**WORK INSTRUCTIONS:** Repeat the entries below exactly. Begin with the first line and end with the line that contains "use tracing_subscriber::EnvFilter;".
··· MATERIAL PROVIDED
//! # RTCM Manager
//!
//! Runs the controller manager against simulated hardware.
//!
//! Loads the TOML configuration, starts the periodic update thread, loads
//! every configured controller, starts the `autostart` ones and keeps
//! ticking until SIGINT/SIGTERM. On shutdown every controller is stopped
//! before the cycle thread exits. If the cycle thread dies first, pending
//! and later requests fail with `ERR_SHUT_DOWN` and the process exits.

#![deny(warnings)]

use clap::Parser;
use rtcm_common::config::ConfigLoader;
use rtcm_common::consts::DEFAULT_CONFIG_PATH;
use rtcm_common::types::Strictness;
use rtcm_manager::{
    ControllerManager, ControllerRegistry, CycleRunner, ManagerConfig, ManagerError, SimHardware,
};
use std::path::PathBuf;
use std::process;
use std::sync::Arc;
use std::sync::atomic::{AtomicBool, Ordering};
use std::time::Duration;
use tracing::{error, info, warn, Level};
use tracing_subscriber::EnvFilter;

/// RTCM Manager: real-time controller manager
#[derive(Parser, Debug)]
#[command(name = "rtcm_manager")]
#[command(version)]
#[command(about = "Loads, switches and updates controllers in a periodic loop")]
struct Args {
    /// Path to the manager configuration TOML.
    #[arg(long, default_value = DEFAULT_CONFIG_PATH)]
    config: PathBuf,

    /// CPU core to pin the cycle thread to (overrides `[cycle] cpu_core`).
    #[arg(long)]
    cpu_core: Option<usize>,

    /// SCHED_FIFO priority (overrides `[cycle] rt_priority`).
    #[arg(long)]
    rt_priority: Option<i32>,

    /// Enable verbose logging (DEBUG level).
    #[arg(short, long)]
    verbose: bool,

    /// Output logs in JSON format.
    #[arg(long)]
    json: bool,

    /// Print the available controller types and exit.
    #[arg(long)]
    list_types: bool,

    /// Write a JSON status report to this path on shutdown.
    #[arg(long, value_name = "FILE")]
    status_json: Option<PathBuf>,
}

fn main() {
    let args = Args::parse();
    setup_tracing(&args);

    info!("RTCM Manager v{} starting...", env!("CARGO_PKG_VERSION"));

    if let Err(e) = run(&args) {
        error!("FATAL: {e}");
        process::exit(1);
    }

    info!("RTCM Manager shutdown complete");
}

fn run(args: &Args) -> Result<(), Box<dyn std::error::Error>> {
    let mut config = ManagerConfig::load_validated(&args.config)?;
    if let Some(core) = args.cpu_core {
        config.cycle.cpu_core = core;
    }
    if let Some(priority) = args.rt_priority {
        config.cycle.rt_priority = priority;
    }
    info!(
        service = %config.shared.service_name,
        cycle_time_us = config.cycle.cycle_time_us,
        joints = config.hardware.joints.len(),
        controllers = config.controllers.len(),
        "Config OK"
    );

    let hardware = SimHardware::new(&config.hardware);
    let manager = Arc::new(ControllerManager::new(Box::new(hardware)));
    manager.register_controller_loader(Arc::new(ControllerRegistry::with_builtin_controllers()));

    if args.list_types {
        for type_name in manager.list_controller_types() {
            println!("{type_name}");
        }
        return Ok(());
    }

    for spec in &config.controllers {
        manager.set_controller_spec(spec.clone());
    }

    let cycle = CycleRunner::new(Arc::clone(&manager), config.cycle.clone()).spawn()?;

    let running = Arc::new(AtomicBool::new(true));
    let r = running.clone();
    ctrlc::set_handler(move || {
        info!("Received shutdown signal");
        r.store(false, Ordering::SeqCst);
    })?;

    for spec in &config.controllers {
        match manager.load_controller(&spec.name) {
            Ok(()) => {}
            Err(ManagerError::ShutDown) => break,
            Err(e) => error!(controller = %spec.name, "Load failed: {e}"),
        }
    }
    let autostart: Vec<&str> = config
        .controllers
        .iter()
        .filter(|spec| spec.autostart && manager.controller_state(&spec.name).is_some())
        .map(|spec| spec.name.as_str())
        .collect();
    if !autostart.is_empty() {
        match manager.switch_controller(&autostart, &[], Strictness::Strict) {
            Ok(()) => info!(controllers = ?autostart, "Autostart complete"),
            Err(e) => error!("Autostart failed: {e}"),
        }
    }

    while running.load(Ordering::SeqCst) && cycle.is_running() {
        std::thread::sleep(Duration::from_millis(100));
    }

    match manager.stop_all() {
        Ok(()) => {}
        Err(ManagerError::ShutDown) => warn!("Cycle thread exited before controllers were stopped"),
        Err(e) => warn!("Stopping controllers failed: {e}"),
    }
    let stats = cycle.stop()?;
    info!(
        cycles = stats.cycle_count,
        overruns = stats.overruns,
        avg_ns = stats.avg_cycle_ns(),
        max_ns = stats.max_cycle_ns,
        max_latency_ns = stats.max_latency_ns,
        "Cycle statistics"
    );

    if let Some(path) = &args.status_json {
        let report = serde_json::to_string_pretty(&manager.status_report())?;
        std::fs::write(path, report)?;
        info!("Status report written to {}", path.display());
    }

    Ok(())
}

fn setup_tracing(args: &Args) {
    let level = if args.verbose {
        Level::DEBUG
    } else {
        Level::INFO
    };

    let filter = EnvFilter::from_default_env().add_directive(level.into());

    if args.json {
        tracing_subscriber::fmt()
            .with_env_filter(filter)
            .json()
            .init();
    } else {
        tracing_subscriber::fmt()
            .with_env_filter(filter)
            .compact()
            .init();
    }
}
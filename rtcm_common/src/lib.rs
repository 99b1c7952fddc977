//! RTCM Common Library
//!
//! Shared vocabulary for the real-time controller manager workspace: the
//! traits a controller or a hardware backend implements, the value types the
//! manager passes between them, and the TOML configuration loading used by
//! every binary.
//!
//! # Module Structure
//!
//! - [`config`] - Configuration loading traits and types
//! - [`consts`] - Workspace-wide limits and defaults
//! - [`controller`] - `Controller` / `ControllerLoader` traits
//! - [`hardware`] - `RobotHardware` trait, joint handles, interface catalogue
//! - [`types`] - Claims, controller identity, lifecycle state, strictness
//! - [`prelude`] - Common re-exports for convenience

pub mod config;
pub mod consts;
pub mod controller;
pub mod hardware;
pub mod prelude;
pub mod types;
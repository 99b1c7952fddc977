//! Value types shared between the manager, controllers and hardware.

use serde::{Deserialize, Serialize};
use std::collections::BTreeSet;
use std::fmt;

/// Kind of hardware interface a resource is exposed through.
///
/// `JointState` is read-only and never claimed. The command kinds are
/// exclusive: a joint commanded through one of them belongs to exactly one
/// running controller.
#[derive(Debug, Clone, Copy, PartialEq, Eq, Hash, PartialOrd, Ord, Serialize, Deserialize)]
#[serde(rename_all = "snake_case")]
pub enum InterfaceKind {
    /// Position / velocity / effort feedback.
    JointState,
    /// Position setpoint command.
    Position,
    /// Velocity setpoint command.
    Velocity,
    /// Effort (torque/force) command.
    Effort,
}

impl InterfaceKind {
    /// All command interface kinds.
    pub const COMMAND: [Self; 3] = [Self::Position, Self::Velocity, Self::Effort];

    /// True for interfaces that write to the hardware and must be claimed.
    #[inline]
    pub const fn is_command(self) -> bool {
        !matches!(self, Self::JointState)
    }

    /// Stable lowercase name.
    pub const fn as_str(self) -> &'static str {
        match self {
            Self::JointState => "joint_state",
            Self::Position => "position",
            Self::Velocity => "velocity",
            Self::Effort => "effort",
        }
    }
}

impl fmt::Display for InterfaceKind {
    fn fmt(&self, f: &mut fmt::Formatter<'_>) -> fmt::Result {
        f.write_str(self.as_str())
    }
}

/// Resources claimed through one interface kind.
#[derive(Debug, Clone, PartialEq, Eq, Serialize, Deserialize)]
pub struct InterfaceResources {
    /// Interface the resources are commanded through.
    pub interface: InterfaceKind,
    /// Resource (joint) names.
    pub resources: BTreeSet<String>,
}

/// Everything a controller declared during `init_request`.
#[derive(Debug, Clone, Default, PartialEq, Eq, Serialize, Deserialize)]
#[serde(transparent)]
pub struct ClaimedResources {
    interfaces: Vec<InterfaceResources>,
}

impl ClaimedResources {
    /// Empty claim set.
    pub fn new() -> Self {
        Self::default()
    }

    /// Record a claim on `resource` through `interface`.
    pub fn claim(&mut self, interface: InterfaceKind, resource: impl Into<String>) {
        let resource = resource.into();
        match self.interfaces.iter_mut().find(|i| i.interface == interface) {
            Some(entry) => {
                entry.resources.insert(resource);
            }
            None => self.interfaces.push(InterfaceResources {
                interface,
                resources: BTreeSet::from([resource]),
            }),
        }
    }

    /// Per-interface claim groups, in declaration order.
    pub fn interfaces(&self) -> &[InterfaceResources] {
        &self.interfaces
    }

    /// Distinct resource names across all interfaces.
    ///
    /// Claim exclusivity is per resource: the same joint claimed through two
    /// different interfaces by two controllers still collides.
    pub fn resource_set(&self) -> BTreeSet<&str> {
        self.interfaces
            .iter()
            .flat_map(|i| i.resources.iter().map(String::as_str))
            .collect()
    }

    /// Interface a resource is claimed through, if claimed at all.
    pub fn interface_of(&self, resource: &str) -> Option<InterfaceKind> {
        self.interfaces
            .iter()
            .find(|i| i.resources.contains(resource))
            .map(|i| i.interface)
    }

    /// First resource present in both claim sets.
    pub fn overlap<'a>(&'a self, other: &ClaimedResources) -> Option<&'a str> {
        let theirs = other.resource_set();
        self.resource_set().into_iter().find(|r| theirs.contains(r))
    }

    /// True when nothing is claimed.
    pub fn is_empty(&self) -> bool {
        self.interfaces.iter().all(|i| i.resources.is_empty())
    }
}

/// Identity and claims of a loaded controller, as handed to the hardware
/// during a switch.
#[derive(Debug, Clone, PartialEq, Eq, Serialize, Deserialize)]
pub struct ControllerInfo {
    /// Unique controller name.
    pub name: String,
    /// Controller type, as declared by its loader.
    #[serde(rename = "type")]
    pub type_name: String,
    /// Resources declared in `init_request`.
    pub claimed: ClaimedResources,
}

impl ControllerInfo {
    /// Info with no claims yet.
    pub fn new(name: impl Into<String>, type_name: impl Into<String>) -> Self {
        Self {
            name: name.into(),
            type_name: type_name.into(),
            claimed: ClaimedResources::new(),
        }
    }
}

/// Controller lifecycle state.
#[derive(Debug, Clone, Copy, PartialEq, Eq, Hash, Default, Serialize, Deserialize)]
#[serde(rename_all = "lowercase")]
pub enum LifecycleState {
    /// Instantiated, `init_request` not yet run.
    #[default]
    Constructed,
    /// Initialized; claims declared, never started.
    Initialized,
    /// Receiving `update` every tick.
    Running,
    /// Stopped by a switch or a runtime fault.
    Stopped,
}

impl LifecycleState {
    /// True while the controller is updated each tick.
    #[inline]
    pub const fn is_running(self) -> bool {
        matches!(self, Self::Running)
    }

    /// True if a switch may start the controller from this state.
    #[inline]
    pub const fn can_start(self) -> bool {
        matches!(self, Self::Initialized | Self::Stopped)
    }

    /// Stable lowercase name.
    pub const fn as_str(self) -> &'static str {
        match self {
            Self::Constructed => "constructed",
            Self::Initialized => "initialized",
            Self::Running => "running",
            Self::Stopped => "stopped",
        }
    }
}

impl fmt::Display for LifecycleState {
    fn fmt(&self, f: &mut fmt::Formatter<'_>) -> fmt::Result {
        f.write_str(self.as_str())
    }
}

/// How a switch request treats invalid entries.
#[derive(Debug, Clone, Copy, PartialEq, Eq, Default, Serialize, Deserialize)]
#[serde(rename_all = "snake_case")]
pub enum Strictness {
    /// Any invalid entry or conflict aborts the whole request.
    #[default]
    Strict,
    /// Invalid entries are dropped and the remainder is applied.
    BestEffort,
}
······
**COMPLETED TASK:**
//! # RTCM Manager
//!
//! Runs the controller manager against simulated hardware.
//!
//! Loads the TOML configuration, starts the periodic update thread, loads
//! every configured controller, starts the `autostart` ones and keeps
//! ticking until SIGINT/SIGTERM. On shutdown every controller is stopped
//! before the cycle thread exits. If the cycle thread dies first, pending
//! and later requests fail with `ERR_SHUT_DOWN` and the process exits.

#![deny(warnings)]

use clap::Parser;
use rtcm_common::config::ConfigLoader;
use rtcm_common::consts::DEFAULT_CONFIG_PATH;
use rtcm_common::types::Strictness;
use rtcm_manager::{
    ControllerManager, ControllerRegistry, CycleRunner, ManagerConfig, ManagerError, SimHardware,
};
use std::path::PathBuf;
use std::process;
use std::sync::Arc;
use std::sync::atomic::{AtomicBool, Ordering};
use std::time::Duration;
use tracing::{error, info, warn, Level};
use tracing_subscriber::EnvFilter;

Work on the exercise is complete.